Di Indonesia, gerhana matahari tidak hanya menjadi fenomena alam, tetapi juga sebagai Festival. Rangkaian Festival Gerhana diselenggarakan di Palembang, 8-9 Maret 2016. Sementara di Makassar, diselenggarakan Festival Battu Rattema Ri Bulang. Festival di kota ini memadukan nuansa religius, pendidikan dan kebudayaan.

Menurut perkiraan saintifik, gerhana matahari akan terjadi pada 9 Maret 2016. Sejumlah negara di Asia Tenggara, termasuk Indonesia, diperkiraan akan mengalami gerhana matahari. Inilah fenomena alam yang menjadi bagian dari siklus kehidupan.

Lalu, bagaimana gerhana matahari dalam sejarah hidup Nabi Muhammad?  Sebagaimana tercatat dalam Sirah Nabawiyyah, sejumlah gerhana terjadi pada zaman Nabi, bahkan dikaitkan dengan meninggalnya putranya, Ibrahim bin Muhammad.

Pada sejumlah riwayat, disebutkan bahwa sepanjang hidup Nabi Muhammad terjadi sekitar enam kali peristiwa gerhana matahari. Yang paling banyak dikisahkan, adalah gerhana cincin, yang terjadi ketika hati meninggalnya Ibrahim bin Muhammad, putra Nabi dari istri asal Mesir, Maryam al-Qibtiyyah. Peristiwa ini, terjadi pada 27 Januari 632 M, di Madinah al-Munawwarah. Selain itu, ada juga beberapa kali peristiwa gerhana yang penuh, separuh dan berbentuk cincin.

Salah satu riwayat, menyebutkan bahwa Rasulullah meluruskan pemahaman orang-orang tentang gerhana, karena dikaitkan dengan kematian manusia, atau peristiwa lainnya. Al-Mughirah bin Syuaib berkata: “Pada masa Nabi Muhammad SAW pernah terjadi gerhana matahari, yaitu di hari meninggalnya putera beliau, Ibrahim.” Orang-orang lalu berkata: “Gerhana matahari ini terjadi karena meninggalnya Ibrahim!”, Maka Rasulullah SAW bersabda: “Sesungguhnya , matahari dan bulan tidak akan mengalami gerhana disebabkan karena mati atau hidupnya seseorang. Jika kalian melihat gerhana, shalat dan berdoalan kepada Allah” (Shahih Bukhari, 985).

Gerhana: Alam dan Agama

Ada perbedaan dalam syariat dan kitab-kitab fiqh dalam memahami fenomena gerhana matahari dan bulan. Ada dua istilah untuk menyebut gerhana: yakni kusuf dan khusuf.

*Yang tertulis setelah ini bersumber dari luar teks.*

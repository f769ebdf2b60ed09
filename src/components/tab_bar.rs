//! Tab Bar Component
//!
//! Switches between the master list and the shopping list.

use grocery_core::actions;
use grocery_core::view::Tab;
use leptos::prelude::*;

use crate::context::use_app_context;
use crate::store::AppStateStoreFields;

#[component]
pub fn TabBar(active_tab: Memo<Tab>) -> impl IntoView {
    let ctx = use_app_context();
    let store = ctx.store;

    let select = move |tab: Tab| {
        match actions::switch_tab(&store.shopping_list().get_untracked(), tab) {
            Ok(tab) => store.view().update(|v| v.active_tab = tab),
            Err(e) => ctx.notify(e.notice()),
        }
    };

    view! {
        <nav class="tab-bar">
            {[Tab::Master, Tab::Shopping].into_iter().map(|tab| {
                let count = move || match tab {
                    Tab::Master => store.master_list().with(|l| l.len()),
                    Tab::Shopping => store.shopping_list().with(|l| l.len()),
                };
                let tab_class = move || {
                    if active_tab.get() == tab { "tab-btn active" } else { "tab-btn" }
                };
                view! {
                    <button class=tab_class on:click=move |_| select(tab)>
                        {tab.label()} " (" {count} ")"
                    </button>
                }
            }).collect_view()}
        </nav>
    }
}
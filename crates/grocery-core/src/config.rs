//! Application Configuration
//!
//! Every field has a default; an optional JSON object stored under
//! [`CONFIG_KEY`] overrides individual fields.

use log::LevelFilter;
use serde::{Deserialize, Serialize};

use crate::storage::{load_or_default, KeyValueStore};

/// Storage key holding configuration overrides
pub const CONFIG_KEY: &str = "groceryConfig";

/// Keys of the persisted collections
#[derive(Debug, Clone, PartialEq, Eq, Serialize, Deserialize)]
#[serde(default, rename_all = "camelCase")]
pub struct StorageKeys {
    pub master_list: String,
    pub shopping_list: String,
    pub theme: String,
}

impl Default for StorageKeys {
    fn default() -> Self {
        Self {
            master_list: "masterList".to_string(),
            shopping_list: "shoppingList".to_string(),
            theme: "theme".to_string(),
        }
    }
}

#[derive(Debug, Clone, PartialEq, Eq, Serialize, Deserialize)]
#[serde(default, rename_all = "camelCase")]
pub struct AppConfig {
    pub storage: StorageKeys,
    /// Title used in shared text and as the email subject
    pub share_title: String,
    /// How long a notification stays on screen
    pub notification_ms: u32,
    /// How long the share modal shows "Copied!"
    pub copy_feedback_ms: u32,
    /// One of off/error/warn/info/debug/trace
    pub log_level: String,
    /// Number of recent log records kept in memory
    pub log_capacity: usize,
}

impl Default for AppConfig {
    fn default() -> Self {
        Self {
            storage: StorageKeys::default(),
            share_title: "My Grocery List".to_string(),
            notification_ms: 3000,
            copy_feedback_ms: 2000,
            log_level: "info".to_string(),
            log_capacity: 200,
        }
    }
}

impl AppConfig {
    /// Read overrides from the store, never failing
    pub fn load<S: KeyValueStore + ?Sized>(store: &S) -> Self {
        load_or_default(store, CONFIG_KEY)
    }

    pub fn log_level(&self) -> LevelFilter {
        self.log_level.parse().unwrap_or(LevelFilter::Info)
    }
}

Kusuf, merupakan peristiwa dimana sinar matahari menghilang baik sebagian atau total pada siang hari, yang terhalang oleh bulan yang melintas di antara bumi dan matahari. Sementara, khusuf merupakan peristiwa di mana cahaya bulan menghilang  baik sebagian ataupun total pada malam hari, karena terhalang oleh bayangan bumi, serta dikarenakan posisi bulan yang berada di balik bumi dan matahari.

Sebagian besar ulama, bersepakat bahwa penggunaan istilah kusuf untuk gerhana bulan, dan khusuf untuk gerhana matahari. Hukum shalat gerhana bulan maupun matahari, adalah Sunnah Muakkadah. Allah berfirman, dalam surat al-Fusshilat (37): “Dan dari sebagian tanda-tanda-Nya adalah adanya malam dan siang, serta adanya matahari dan bulan. Janganlah kamu sujud kepada matahari atau bulan, tetapi sujudlah kepada Allah yang menciptakan keduanya.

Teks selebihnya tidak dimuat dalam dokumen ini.